In an apparent attempt to avoid liability under the COPPA Rule, most [social media and video streaming services] asserted that there are no child users on their platforms because children cannot create accounts. Yet we know that children are using SMVSSs. The SMVSSs should not ignore this reality. … Almost all of the Companies allowed teens on their SMVSSs and placed no restrictions on their accounts, and collected personal information from teens just like they do from adults.

Meta allegedly ignored obvious violations for years; Amazon settled for $25 million after “flouting” the law; TikTok owner ByteDance is the target of a similar lawsuit filed just last month.

So what’s the point of the report, if all this is known?

Well, the FTC has to do its due diligence, too, when considering rules that could restrict a bunch of multi-billion-dollar global tech companies. If the FTC in 2020 had said, “These companies are out of control, we propose a new rule!” then the industries impacted would quite justifiably challenge it by saying there is no evidence of the kind of practices the rule would prohibit. This kind of thing happened with net neutrality as well: The broadband companies challenged it on (among other things) the basis that the harms were overstated, and won.

Though Chair Khan’s statement accompanying the report suggests it will help inform state and federal lawmakers’ efforts (which is likely true), it is almost certain that this will provide a foundational fact basis on which to build out a new rulemaking. The very fact that the companies both admit to doing these things, and that they have been caught red-handed doing others in the meantime, would strengthen any argument for new regulations.

Khan also fends off dissent from within, from Commissioners who (despite voting unanimously to issue the report) accuse it of attempting to regulate speech or dictate business models.
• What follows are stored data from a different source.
//! Service configuration.

use std::collections::HashMap;
use std::path::Path;
use std::str::FromStr;

use serde::Deserialize;

use agent_billing_core::{parse_price_id_overrides, BillingError};

use crate::stripe::signature::DEFAULT_TOLERANCE_SECONDS;

/// Where ledger writes go.
#[derive(Debug, Clone, Copy, PartialEq, Eq, Default)]
pub enum LedgerBackend {
    /// Stripe customer balance transactions.
    #[default]
    Stripe,
    /// Process memory, for local development.
    Memory,
}

impl FromStr for LedgerBackend {
    type Err = BillingError;

    fn from_str(s: &str) -> Result<Self, Self::Err> {
        match s.trim().to_ascii_lowercase().as_str() {
            "stripe" => Ok(Self::Stripe),
            "memory" => Ok(Self::Memory),
            other => Err(BillingError::Configuration(format!(
                "LEDGER_BACKEND must be `stripe` or `memory`, got `{other}`"
            ))),
        }
    }
}

/// Service configuration loaded from environment variables.
#[derive(Debug, Clone)]
pub struct ServiceConfig {
    /// Address to listen on (default: "0.0.0.0:8080").
    pub listen_addr: String,

    /// Service API key for service-to-service auth.
    pub service_api_key: Option<String>,

    /// Stripe API key (optional).
    pub stripe_api_key: Option<String>,

    /// Stripe webhook signing secret. Webhooks are refused without it.
    pub stripe_webhook_secret: Option<String>,

    /// Plan id to Stripe price id bindings for this environment.
    pub price_ids: HashMap<String, String>,

    /// Ledger backend (default: Stripe).
    pub ledger_backend: LedgerBackend,

    /// Frontend URL for checkout redirects.
    pub frontend_url: String,

    /// CORS allowed origins.
    pub cors_origins: Vec<String>,

    /// Maximum request body size in bytes.
    pub max_body_bytes: usize,

    /// Request timeout in seconds.
    pub request_timeout_seconds: u64,

    /// Accepted webhook timestamp skew in seconds. Zero disables the check.
    pub webhook_tolerance_seconds: i64,
}

/// Stripe secrets file structure.
#[derive(Debug, Deserialize)]
struct StripeSecrets {
    api_key: String,
    #[serde(default)]
    webhook_secret: Option<String>,
}

impl ServiceConfig {
    /// Load configuration from environment variables and secrets files.
    pub fn from_env() -> Result<Self, BillingError> {
        // Try to load Stripe secrets from file first, then fall back to env vars
        let (stripe_api_key, stripe_webhook_secret) = load_stripe_secrets();

        let price_ids = match std::env::var("STRIPE_PRICE_IDS") {
            Ok(raw) => parse_price_id_overrides(&raw)?,
            Err(_) => HashMap::new(),
        };

        let ledger_backend = match std::env::var("LEDGER_BACKEND") {
            Ok(raw) => raw.parse()?,
            Err(_) => LedgerBackend::default(),
        };

        let defaults = Self::default();
        Ok(Self {
            listen_addr: std::env::var("LISTEN_ADDR").unwrap_or(defaults.listen_addr),
            service_api_key: std::env::var("SERVICE_API_KEY").ok(),
            stripe_api_key,
            stripe_webhook_secret,
            price_ids,
            ledger_backend,
            frontend_url: std::env::var("FRONTEND_URL").unwrap_or(defaults.frontend_url),
            cors_origins: std::env::var("CORS_ORIGINS")
                .map(|raw| parse_origins(&raw))
                .unwrap_or(defaults.cors_origins),
            max_body_bytes: env_parse("MAX_BODY_BYTES").unwrap_or(defaults.max_body_bytes),
            request_timeout_seconds: env_parse("REQUEST_TIMEOUT_SECONDS")
                .unwrap_or(defaults.request_timeout_seconds),
            webhook_tolerance_seconds: env_parse("WEBHOOK_TOLERANCE_SECONDS")
                .unwrap_or(defaults.webhook_tolerance_seconds),
        })
    }
}

fn env_parse<T: FromStr>(name: &str) -> Option<T> {
    std::env::var(name).ok().and_then(|s| s.trim().parse().ok())
}

fn parse_origins(raw: &str) -> Vec<String> {
    raw.split(',')
        .map(str::trim)
        .filter(|s| !s.is_empty())
        .map(String::from)
        .collect()
}

/// Load Stripe secrets from file or environment.
fn load_stripe_secrets() -> (Option<String>, Option<String>) {
    let secret_paths = [
        ".secrets/stripe.json",
        "agent-billing/.secrets/stripe.json",
        "../.secrets/stripe.json",
    ];

    for path in &secret_paths {
        if let Ok(secrets) = load_secrets_file::<StripeSecrets>(path) {
            tracing::info!(path = %path, "Loaded Stripe secrets from file");
            return (
                Some(secrets.api_key),
                secrets
                    .webhook_secret
                    .or_else(|| std::env::var("STRIPE_WEBHOOK_SECRET").ok()),
            );
        }
    }

    // Fall back to environment variables
    tracing::debug!("Stripe secrets file not found, using environment variables");
    (
        std::env::var("STRIPE_API_KEY").ok(),
        std::env::var("STRIPE_WEBHOOK_SECRET").ok(),
    )
}

/// Load secrets from a JSON file.
fn load_secrets_file<T: serde::de::DeserializeOwned>(path: &str) -> Result<T, std::io::Error> {
    let path = Path::new(path);
    if !path.exists() {
        return Err(std::io::Error::new(
            std::io::ErrorKind::NotFound,
            "Secrets file not found",
        ));
    }
    let contents = std::fs::read_to_string(path)?;
    serde_json::from_str(&contents)
        .map_err(|e| std::io::Error::new(std::io::ErrorKind::InvalidData, e))
}

impl Default for ServiceConfig {
    fn default() -> Self {
        Self {
            listen_addr: "0.0.0.0:8080".into(),
            service_api_key: None,
            stripe_api_key: None,
            stripe_webhook_secret: None,
            price_ids: HashMap::new(),
            ledger_backend: LedgerBackend::Stripe,
            frontend_url: "http://localhost:3000".into(),
            cors_origins: vec!["*".into()],
            max_body_bytes: 1024 * 1024,
            request_timeout_seconds: 30,
            webhook_tolerance_seconds: DEFAULT_TOLERANCE_SECONDS,
        }
    }
}

#[cfg(test)]
mod tests {
    use super::*;

    #[test]
    fn backend_parses_case_insensitively() {
        assert_eq!("Memory".parse::<LedgerBackend>().unwrap(), LedgerBackend::Memory);
        assert_eq!(" stripe ".parse::<LedgerBackend>().unwrap(), LedgerBackend::Stripe);
        assert!("sqlite".parse::<LedgerBackend>().is_err());
    }

    #[test]
    fn origins_skip_blanks() {
        assert_eq!(
            parse_origins("http://a.test, ,http://b.test"),
            vec!["http://a.test".to_string(), "http://b.test".to_string()]
        );
    }

    #[test]
    fn defaults() {
        let config = ServiceConfig::default();
        assert_eq!(config.webhook_tolerance_seconds, 300);
        assert_eq!(config.ledger_backend, LedgerBackend::Stripe);
        assert!(config.stripe_webhook_secret.is_none());
    }
}
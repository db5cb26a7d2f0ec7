//! Agent billing HTTP client implementation.

use reqwest::{Client, RequestBuilder};
use std::time::Duration;

use agent_billing_core::UserId;

use crate::error::ClientError;
use crate::types::{
    ApiErrorResponse, BalanceResponse, CheckBalanceRequest, CheckBalanceResponse,
    CheckoutResponse, ConsumeRequest, CreditCheckoutRequest, CustomerRequest, CustomerResponse,
    LedgerWriteResponse, ListTransactionsResponse, PlansResponse, SubscriptionCheckoutRequest,
};

/// Agent billing API client.
///
/// Provides methods for charging agent interactions, checking balances and
/// starting checkouts on behalf of platform users.
#[derive(Debug, Clone)]
pub struct AgentBillingClient {
    client: Client,
    base_url: String,
    api_key: String,
    service_name: String,
}

impl AgentBillingClient {
    /// Create a new agent billing client.
    ///
    /// # Arguments
    ///
    /// * `base_url` - Base URL of the billing service (e.g., `"http://agent-billing:8080"`)
    /// * `api_key` - Service API key for authentication
    ///
    /// # Errors
    ///
    /// Returns an error if the HTTP client cannot be built.
    pub fn new(
        base_url: impl Into<String>,
        api_key: impl Into<String>,
    ) -> Result<Self, ClientError> {
        Self::with_options(base_url, api_key, ClientOptions::default())
    }

    /// Create a new agent billing client with custom options.
    ///
    /// # Errors
    ///
    /// Returns an error if the HTTP client cannot be built.
    pub fn with_options(
        base_url: impl Into<String>,
        api_key: impl Into<String>,
        options: ClientOptions,
    ) -> Result<Self, ClientError> {
        let client = Client::builder()
            .timeout(Duration::from_secs(options.timeout_seconds))
            .build()
            .map_err(|e| ClientError::Configuration(format!("Failed to build HTTP client: {e}")))?;

        Ok(Self {
            client,
            base_url: base_url.into().trim_end_matches('/').to_string(),
            api_key: api_key.into(),
            service_name: options.service_name,
        })
    }

    /// Find or create the billing customer for a user.
    ///
    /// # Errors
    ///
    /// Returns an error if the request fails or the server returns an error.
    pub async fn ensure_customer(
        &self,
        user_id: &UserId,
        email: Option<&str>,
    ) -> Result<CustomerResponse, ClientError> {
        let request = CustomerRequest {
            email: email.map(String::from),
        };
        let response = self
            .post(&self.user_url(user_id, "customer"))
            .json(&request)
            .send()
            .await?;

        handle_response(response).await
    }

    /// Get a user's current balance.
    ///
    /// # Errors
    ///
    /// Returns an error if the request fails or the server returns an error.
    pub async fn get_balance(&self, user_id: &UserId) -> Result<BalanceResponse, ClientError> {
        let response = self
            .get(&self.user_url(user_id, "balance"))
            .send()
            .await?;

        handle_response(response).await
    }

    /// List a user's most recent ledger entries, newest first.
    ///
    /// # Errors
    ///
    /// Returns an error if the request fails or the server returns an error.
    pub async fn list_transactions(
        &self,
        user_id: &UserId,
        limit: u32,
    ) -> Result<ListTransactionsResponse, ClientError> {
        let response = self
            .get(&self.user_url(user_id, "transactions"))
            .query(&[("limit", limit)])
            .send()
            .await?;

        handle_response(response).await
    }

    /// Charge credits for a completed agent interaction.
    ///
    /// Passing the interaction id makes retries safe: the service writes at
    /// most one transaction per id.
    ///
    /// # Errors
    ///
    /// Returns an error if the request fails or the server returns an error.
    pub async fn consume_credits(
        &self,
        user_id: &UserId,
        amount_cents: i64,
        interaction_id: Option<&str>,
    ) -> Result<LedgerWriteResponse, ClientError> {
        let request = ConsumeRequest {
            amount_cents,
            interaction_id: interaction_id.map(String::from),
        };

        tracing::debug!(
            user_id = %user_id,
            amount_cents = amount_cents,
            interaction_id = ?interaction_id,
            "Reporting credit consumption"
        );

        let response = self
            .post(&self.user_url(user_id, "consume"))
            .json(&request)
            .send()
            .await?;

        handle_response(response).await
    }

    /// Check if a user has sufficient balance.
    ///
    /// # Errors
    ///
    /// Returns an error if the request fails or the server returns an error.
    pub async fn check_balance(
        &self,
        user_id: &UserId,
        required_cents: i64,
    ) -> Result<CheckBalanceResponse, ClientError> {
        let response = self
            .post(&self.user_url(user_id, "check"))
            .json(&CheckBalanceRequest { required_cents })
            .send()
            .await?;

        handle_response(response).await
    }

    /// Grant the one-time initial credits. Safe to call repeatedly.
    ///
    /// # Errors
    ///
    /// Returns an error if the request fails or the server returns an error.
    pub async fn grant_initial_credits(
        &self,
        user_id: &UserId,
    ) -> Result<LedgerWriteResponse, ClientError> {
        let response = self
            .post(&self.user_url(user_id, "initial-credits"))
            .send()
            .await?;

        handle_response(response).await
    }

    /// List subscription plans.
    ///
    /// # Errors
    ///
    /// Returns an error if the request fails or the server returns an error.
    pub async fn list_plans(&self) -> Result<PlansResponse, ClientError> {
        let response = self
            .get(&format!("{}/v1/plans", self.base_url))
            .send()
            .await?;

        handle_response(response).await
    }

    /// Start a subscription checkout and return its hosted URL.
    ///
    /// # Errors
    ///
    /// Returns an error if the request fails or the server returns an error.
    pub async fn create_subscription_checkout(
        &self,
        user_id: &UserId,
        plan_id: impl Into<String>,
    ) -> Result<CheckoutResponse, ClientError> {
        let request = SubscriptionCheckoutRequest {
            plan_id: plan_id.into(),
        };
        let response = self
            .post(&self.user_url(user_id, "checkout/subscription"))
            .json(&request)
            .send()
            .await?;

        handle_response(response).await
    }

    /// Start a one-time credit purchase and return its hosted URL.
    ///
    /// # Errors
    ///
    /// Returns an error if the request fails or the server returns an error.
    pub async fn create_credit_checkout(
        &self,
        user_id: &UserId,
        amount_usd: f64,
    ) -> Result<CheckoutResponse, ClientError> {
        let response = self
            .post(&self.user_url(user_id, "checkout/credits"))
            .json(&CreditCheckoutRequest { amount_usd })
            .send()
            .await?;

        handle_response(response).await
    }

    fn user_url(&self, user_id: &UserId, suffix: &str) -> String {
        // UserId excludes whitespace, quotes and backslashes, so it is path-safe.
        format!("{}/v1/users/{user_id}/{suffix}", self.base_url)
    }

    fn get(&self, url: &str) -> RequestBuilder {
        self.client
            .get(url)
            .header("x-api-key", &self.api_key)
            .header("x-service-name", &self.service_name)
    }

    fn post(&self, url: &str) -> RequestBuilder {
        self.client
            .post(url)
            .header("x-api-key", &self.api_key)
            .header("x-service-name", &self.service_name)
    }
}

/// Handle API response and convert errors.
async fn handle_response<T: serde::de::DeserializeOwned>(
    response: reqwest::Response,
) -> Result<T, ClientError> {
    let status = response.status();

    if status.is_success() {
        return Ok(response.json().await?);
    }

    // Try to parse error response
    let error_body: Result<ApiErrorResponse, _> = response.json().await;

    match error_body {
        Ok(api_error) => {
            let message = api_error.error.message;

            // Map specific error codes to typed errors
            match api_error.error.code.as_str() {
                "unauthorized" => Err(ClientError::Unauthorized),
                "bad_request" => Err(ClientError::InvalidRequest(message)),
                "service_unavailable" => Err(ClientError::Unavailable(message)),
                code => Err(ClientError::Api {
                    code: code.to_string(),
                    message,
                    status: status.as_u16(),
                }),
            }
        }
        Err(_) => Err(ClientError::Api {
            code: "unknown".to_string(),
            message: format!("HTTP {status}"),
            status: status.as_u16(),
        }),
    }
}

/// Client options for customization.
#[derive(Debug, Clone)]
pub struct ClientOptions {
    /// Request timeout in seconds (default: 30).
    pub timeout_seconds: u64,
    /// Service name to include in requests.
    pub service_name: String,
}

impl Default for ClientOptions {
    fn default() -> Self {
        Self {
            timeout_seconds: 30,
            service_name: "unknown".to_string(),
        }
    }
}

impl ClientOptions {
    /// Create options with a service name.
    #[must_use]
    pub fn with_service_name(name: impl Into<String>) -> Self {
        Self {
            service_name: name.into(),
            ..Self::default()
        }
    }
}
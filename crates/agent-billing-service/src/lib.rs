//! Agent billing HTTP service.
//!
//! This crate runs the credit ledger for the agent dashboard:
//!
//! - Billing customers linked to platform users
//! - Credit balance, history and consumption
//! - Idempotent initial, monthly and purchased credit grants
//! - Subscription and top-up checkouts
//! - Signed Stripe webhooks
//!
//! # Ledger
//!
//! Stripe's customer cash balance is the ledger of record. The service keeps
//! no database; idempotency comes from triggering-event metadata on each
//! balance transaction.
//!
//! # Authentication
//!
//! `/v1` routes require the shared service API key in `X-API-Key`. The
//! webhook route is authenticated by its Stripe signature.

#![forbid(unsafe_code)]
#![warn(missing_docs)]
#![warn(clippy::all)]
#![warn(clippy::pedantic)]
// Allow some pedantic lints that are noisy for Axum handler functions
#![allow(clippy::missing_errors_doc)] // Axum handlers all return Result
#![allow(clippy::unused_async)] // Handlers need async for the router

pub mod auth;
pub mod config;
pub mod error;
pub mod handlers;
pub mod ledger;
pub mod provider;
pub mod routes;
pub mod state;
pub mod stripe;

pub use config::{LedgerBackend, ServiceConfig};
pub use error::ApiError;
pub use ledger::{CreditLedger, LedgerError};
pub use provider::{BillingProvider, InMemoryProvider, ProviderError};
pub use routes::create_router;
pub use state::AppState;
pub use stripe::{StripeClient, StripeError};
She dispatches these arguments with the confidence of someone already drafting a proposal.

That proposal (should it exist) would likely be aimed at trimming the wings of those companies that have come to embody entire industries within themselves. As Khan puts it:

It is the relative dominance of several of these platforms that gives their decisions and data practices an outsized impact on Americans. When a single firm controls a market and is unchecked by competition, its policies can effectively function as private regulation. A consolidated market is also more susceptible to coordination with — or cooptation by — the government. Unchecked private surveillance by these platforms creates heightened risk of improper surveillance by the state. How these markets are structured can result in greater risks to— or greater protections of — people’s core liberties.

In other words, let’s not leave it to them, and the FTC likely doesn’t intend to.